* [EXERCISE AIM]:
Go through the listing and transcribe each line exactly.

* [MATERIAL PROVIDED]:

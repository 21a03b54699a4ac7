//! Integration tests for configuration management
//!
//! These tests verify that the Config struct can be loaded from disk,
//! validated, and adjusted by command-line overrides.

use std::path::PathBuf;
use tempfile::TempDir;

use quill_engine::config::{Config, Overrides};
use quill_engine::retry::RetryPolicy;
use sdk::types::Vibe;

const FULL_CONFIG: &str = r#"
[core]
log_level = "debug"
data_dir = "/var/lib/quill"
memory_file = "state/memory.json"
stale_lock_secs = 300

[retry]
max_attempts = 4
base_delay_ms = 2000
max_jitter_ms = 500

[research]
sources = ["tavily", "hackernews"]
max_findings = 8
per_source_limit = 3
keywords = ["agents", "llm"]

[generation]
model = "gemini-2.5-pro"
image_enabled = false

[publish]
api_version = "202501"

[pipeline]
persona = "The Satirist"
topics = ["Agents at work"]
comment_pack = false
max_revisions = 0

[analytics]
winner_views = 2000
loser_views = 200
"#;

#[test]
fn test_config_toml_parsing() {
    let config = Config::from_toml(FULL_CONFIG).unwrap();

    assert_eq!(config.core.log_level, "debug");
    assert_eq!(config.retry.max_attempts, 4);
    assert_eq!(config.research.sources, vec!["tavily", "hackernews"]);
    assert_eq!(config.research.per_source_limit, 3);
    assert_eq!(config.generation.model, "gemini-2.5-pro");
    assert!(!config.generation.image_enabled);
    assert_eq!(config.publish.api_version, "202501");
    assert_eq!(config.pipeline.persona, Some(Vibe::Satirist));
    assert_eq!(config.pipeline.max_revisions, 0);
    assert_eq!(config.analytics.winner_views, 2000);
    // Unset fields keep their defaults
    assert_eq!(config.analytics.winner_reactions, 25);
    assert_eq!(config.generation.width, 1200);
}

#[test]
fn test_memory_path_joins_data_dir() {
    let config = Config::from_toml(FULL_CONFIG).unwrap();
    assert_eq!(
        config.memory_path(),
        PathBuf::from("/var/lib/quill/state/memory.json")
    );

    let absolute = Config::from_toml(
        r#"
[core]
data_dir = "/var/lib/quill"
memory_file = "/tmp/elsewhere.json"
"#,
    )
    .unwrap();
    assert_eq!(absolute.memory_path(), PathBuf::from("/tmp/elsewhere.json"));
}

#[test]
fn test_tilde_data_dir_is_expanded() {
    let config = Config::from_toml("").unwrap();
    assert!(config.core.data_dir.is_absolute());
    assert!(config.memory_path().ends_with(".quill/memory.json"));
}

#[test]
fn test_load_from_path() {
    let dir = TempDir::new().unwrap();
    let path = dir.path().join("config.toml");
    std::fs::write(&path, FULL_CONFIG).unwrap();

    let config = Config::load_from_path(&path).unwrap();
    assert_eq!(config.core.stale_lock_secs, 300);
}

#[test]
fn test_missing_file_is_config_error() {
    let dir = TempDir::new().unwrap();
    let err = Config::load_from_path(&dir.path().join("absent.toml")).unwrap_err();
    assert!(err.to_string().contains("Failed to read config file"));
}

#[test]
fn test_invalid_values_rejected() {
    let cases = [
        "[core]\nlog_level = \"loud\"",
        "[retry]\nmax_attempts = 0",
        "[retry]\nbase_delay_ms = 100\nmax_jitter_ms = 500",
        "[research]\nsources = [\"reddit\"]",
        "[research]\nmax_findings = 0",
        "[pipeline]\nmax_revisions = 3",
        "[pipeline]\npersona = \"The Poet\"",
        "[analytics]\nwinner_views = 100\nloser_views = 500",
    ];

    for case in cases {
        assert!(Config::from_toml(case).is_err(), "accepted: {}", case);
    }
}

#[test]
fn test_overrides_apply_and_revalidate() {
    let mut config = Config::from_toml("").unwrap();
    config
        .apply_overrides(&Overrides {
            persona: Some(Vibe::Oracle),
            max_retries: Some(5),
            no_image: true,
        })
        .unwrap();

    assert_eq!(config.pipeline.persona, Some(Vibe::Oracle));
    assert_eq!(RetryPolicy::from(&config.retry).max_attempts, 5);
    assert!(!config.generation.image_enabled);

    let err = config.apply_overrides(&Overrides {
        max_retries: Some(0),
        ..Default::default()
    });
    assert!(err.is_err());
}

#[test]
fn test_default_config_serializes_without_credentials() {
    let rendered = toml::to_string_pretty(&Config::default()).unwrap();
    assert!(rendered.contains("[research]"));
    assert!(!rendered.to_lowercase().contains("token"));
    assert!(!rendered.to_lowercase().contains("api_key"));
}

* [RESULT FOR THIS TASK]:
repository 21a03b54699a4ac7
//! Integration tests for configuration management
//!
//! These tests verify that the Config struct can be loaded from disk,
//! validated, and adjusted by command-line overrides.

use std::path::PathBuf;
use tempfile::TempDir;

use quill_engine::config::{Config, Overrides};
use quill_engine::retry::RetryPolicy;
use sdk::types::Vibe;

const FULL_CONFIG: &str = r#"
[core]
log_level = "debug"
data_dir = "/var/lib/quill"
memory_file = "state/memory.json"
stale_lock_secs = 300

[retry]
max_attempts = 4
base_delay_ms = 2000
max_jitter_ms = 500

[research]
sources = ["tavily", "hackernews"]
max_findings = 8
per_source_limit = 3
keywords = ["agents", "llm"]

[generation]
model = "gemini-2.5-pro"
image_enabled = false

[publish]
api_version = "202501"

[pipeline]
persona = "The Satirist"
topics = ["Agents at work"]
comment_pack = false
max_revisions = 0

[analytics]
winner_views = 2000
loser_views = 200
"#;

#[test]
fn test_config_toml_parsing() {
    let config = Config::from_toml(FULL_CONFIG).unwrap();

    assert_eq!(config.core.log_level, "debug");
    assert_eq!(config.retry.max_attempts, 4);
    assert_eq!(config.research.sources, vec!["tavily", "hackernews"]);
    assert_eq!(config.research.per_source_limit, 3);
    assert_eq!(config.generation.model, "gemini-2.5-pro");
    assert!(!config.generation.image_enabled);
    assert_eq!(config.publish.api_version, "202501");
    assert_eq!(config.pipeline.persona, Some(Vibe::Satirist));
    assert_eq!(config.pipeline.max_revisions, 0);
    assert_eq!(config.analytics.winner_views, 2000);
    // Unset fields keep their defaults
    assert_eq!(config.analytics.winner_reactions, 25);
    assert_eq!(config.generation.width, 1200);
}

#[test]
fn test_memory_path_joins_data_dir() {
    let config = Config::from_toml(FULL_CONFIG).unwrap();
    assert_eq!(
        config.memory_path(),
        PathBuf::from("/var/lib/quill/state/memory.json")
    );

    let absolute = Config::from_toml(
        r#"
[core]
data_dir = "/var/lib/quill"
memory_file = "/tmp/elsewhere.json"
"#,
    )
    .unwrap();
    assert_eq!(absolute.memory_path(), PathBuf::from("/tmp/elsewhere.json"));
}

#[test]
fn test_tilde_data_dir_is_expanded() {
    let config = Config::from_toml("").unwrap();
    assert!(config.core.data_dir.is_absolute());
    assert!(config.memory_path().ends_with(".quill/memory.json"));
}

#[test]
fn test_load_from_path() {
    let dir = TempDir::new().unwrap();
    let path = dir.path().join("config.toml");
    std::fs::write(&path, FULL_CONFIG).unwrap();

    let config = Config::load_from_path(&path).unwrap();
    assert_eq!(config.core.stale_lock_secs, 300);
}

#[test]
fn test_missing_file_is_config_error() {
    let dir = TempDir::new().unwrap();
    let err = Config::load_from_path(&dir.path().join("absent.toml")).unwrap_err();
    assert!(err.to_string().contains("Failed to read config file"));
}

#[test]
fn test_invalid_values_rejected() {
    let cases = [
        "[core]\nlog_level = \"loud\"",
        "[retry]\nmax_attempts = 0",
        "[retry]\nbase_delay_ms = 100\nmax_jitter_ms = 500",
        "[research]\nsources = [\"reddit\"]",
        "[research]\nmax_findings = 0",
        "[pipeline]\nmax_revisions = 3",
        "[pipeline]\npersona = \"The Poet\"",
        "[analytics]\nwinner_views = 100\nloser_views = 500",
    ];

    for case in cases {
        assert!(Config::from_toml(case).is_err(), "accepted: {}", case);
    }
}

#[test]
fn test_overrides_apply_and_revalidate() {
    let mut config = Config::from_toml("").unwrap();
    config
        .apply_overrides(&Overrides {
            persona: Some(Vibe::Oracle),
            max_retries: Some(5),
            no_image: true,
        })
        .unwrap();

    assert_eq!(config.pipeline.persona, Some(Vibe::Oracle));
    assert_eq!(RetryPolicy::from(&config.retry).max_attempts, 5);
    assert!(!config.generation.image_enabled);

    let err = config.apply_overrides(&Overrides {
        max_retries: Some(0),
        ..Default::default()
    });
    assert!(err.is_err());
}

#[test]
fn test_default_config_serializes_without_credentials() {
    let rendered = toml::to_string_pretty(&Config::default()).unwrap();
    assert!(rendered.contains("[research]"));
    assert!(!rendered.to_lowercase().contains("token"));
    assert!(!rendered.to_lowercase().contains("api_key"));
}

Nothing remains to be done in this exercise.